Gut es stammt aus einer zeit, wo man es brauchte, aber ich denke immer, dass die Variable nackt ist, wenn ich es weglasse. hat sich so eingebrannt.

Das heißt nicht das ich restlos alles so schreibe, aber gerade wenn ich unterscheiden will, ob es ein Integer Objekt ist oder ein primitivier Typ, dann schreibe ich es davor.
Ich mag es auch, wenn in Vorschlagslisten alle gleichen Typen untereinander stehen, weil ich dann nur das Kürzel des Typs tippen brauche um zum Ziel zu gelangen.

Gut, bei "optionCheckBox" würden alle Variablen des gleichen Themengebiets untereinander stehen. Fänd ich jetzt auch nicht schlecht. Ist glaube ich Angewohnheitssache und durch die Konvetion in meiner Firma komme ich auch net drumrum.

Mir fallen nicht viele Argumente dafür ein, merke ich gerade, weshalb ich da wohl nochmal drüber nachdenken werde 
Also ich würdet eine Variable einfach ganz nackt und schnörkellos: "String name" nennen?

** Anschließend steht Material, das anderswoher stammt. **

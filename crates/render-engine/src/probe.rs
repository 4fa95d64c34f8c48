//! Best-effort media inspection through the probe binary.
//!
//! Every function here degrades to `None` when the probe is missing or
//! its output cannot be parsed; callers keep their defaults in that case.

use std::path::Path;
use std::process::Stdio;

use tokio::process::Command;

use shortsmith_scene_model::{SceneDescription, SceneLayout};

/// Whether `binary` resolves through the shell's PATH lookup.
pub async fn command_exists(binary: &str) -> bool {
    Command::new("sh")
        .arg("-c")
        .arg(format!("command -v {binary} >/dev/null 2>&1"))
        .stdin(Stdio::null())
        .status()
        .await
        .map(|status| status.success())
        .unwrap_or(false)
}

/// First line of `<engine> -version`.
pub async fn engine_version(engine: &Path) -> Option<String> {
    let output = Command::new(engine)
        .arg("-version")
        .stdin(Stdio::null())
        .output()
        .await
        .ok()?;
    if !output.status.success() {
        return None;
    }
    let raw = String::from_utf8(output.stdout).ok()?;
    raw.lines().next().map(|line| line.trim().to_string())
}

async fn probe_lines(ffprobe: &Path, args: &[&str], path: &Path) -> Option<String> {
    let output = Command::new(ffprobe)
        .args(["-v", "error"])
        .args(args)
        .arg(path)
        .stdin(Stdio::null())
        .output()
        .await
        .ok()?;
    if !output.status.success() {
        return None;
    }
    String::from_utf8(output.stdout).ok()
}

/// Container duration in seconds.
pub async fn probe_duration(ffprobe: &Path, path: &Path) -> Option<f64> {
    let raw = probe_lines(
        ffprobe,
        &["-show_entries", "format=duration", "-of", "default=noprint_wrappers=1:nokey=1"],
        path,
    )
    .await?;
    parse_duration(&raw)
}

/// Whether the file has at least one audio stream.
pub async fn probe_has_audio(ffprobe: &Path, path: &Path) -> Option<bool> {
    let raw = probe_lines(
        ffprobe,
        &["-select_streams", "a", "-show_entries", "stream=index", "-of", "csv=p=0"],
        path,
    )
    .await?;
    Some(raw.lines().any(|line| !line.trim().is_empty()))
}

fn parse_duration(raw: &str) -> Option<f64> {
    let value = raw.lines().next()?.trim().parse::<f64>().ok()?;
    (value.is_finite() && value > 0.0).then_some(value)
}

/// Refine what the scene assumes about its inputs.
///
/// Clips and the split-screen main file get their real audio presence, and
/// a split-screen scene without an explicit duration takes the main file's.
pub async fn refine_scene(scene: &SceneDescription, ffprobe: &Path) -> SceneDescription {
    let mut scene = scene.clone();
    match &mut scene.layout {
        SceneLayout::Ranking { clips } => {
            for clip in clips.iter_mut() {
                if let Some(has_audio) = probe_has_audio(ffprobe, &clip.path).await {
                    clip.has_audio = has_audio;
                }
            }
        }
        SceneLayout::SplitScreen(split) => {
            if let Some(has_audio) = probe_has_audio(ffprobe, &split.main.path).await {
                split.main.has_audio = has_audio;
            }
            if split.duration.is_none() {
                split.duration = probe_duration(ffprobe, &split.main.path).await;
                if split.duration.is_none() {
                    tracing::warn!(
                        path = %split.main.path.display(),
                        "Main clip duration unknown, progress will not be reported"
                    );
                }
            }
        }
    }
    scene
}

Ich glaube daran könnte ich mich nicht gewöhnen. Das sieht aus wie hingeschissen..ups sorry..  Wie jemand der sich keine Gedanken dazu gemacht hat, wie Variablen benannt werden...rein subjektiv. gerdae die Kamel-Schreibweise hat es mir angetan, deshalb komme ich wohl auch anscheinend so gut mit "strName" zurecht.

Naja...
...so wild ist das Thema ja auch wieder nicht.
ich lasse es erstmal so, ich schreibe es gerne so 

greetz
SLi


----------



## maki (16. Apr 2008)

Die Hungarian Notation stammt von MS...

Das Problem mit der Hungarian Notation:
Die Präfixe können lügen.

Wer mal mit der WIN32 API gearbeitet hat, weiss wie gefährlich es ist, sich auf das w am Anfang des Variablennamens zu verlassen.
Statt einem wordhatte man nämlich später den Typ zum double word gemacht, konnte aber natürlich die (öffentliche) API nicht mehr ändern...

Redundanz birgt diese Gefahr immer, deswegen ist es auch ein "No-No" in Java laut offiziellem Style Guide 

Es gibt auch keine Vorteile sie zu nutzen, diese Zeiten sind endgültig vorbei


----------



## Janus (16. Apr 2008)

ich mag ungarische notation überhaupt nicht. ich finde, solcher code ist schwer zu lesen. sie mag ihre berechtigung gehabt haben in c89, als man u.U. noch jedesmal 500 zeilen nach oben scrollen musste, um eine variablendeklaration zu finden. aber heutzutage hat sie null berechtigung mehr. eindeutige bezeichner sind wesentlich besser geeignet, für verständlichen code zu sorgen.

einen aspekt der ungarischen notation finde ich aber immer noch gut: prefixes die kennzeichen, was semantisch in einem typen steckt und logisch geordnete bezeichner.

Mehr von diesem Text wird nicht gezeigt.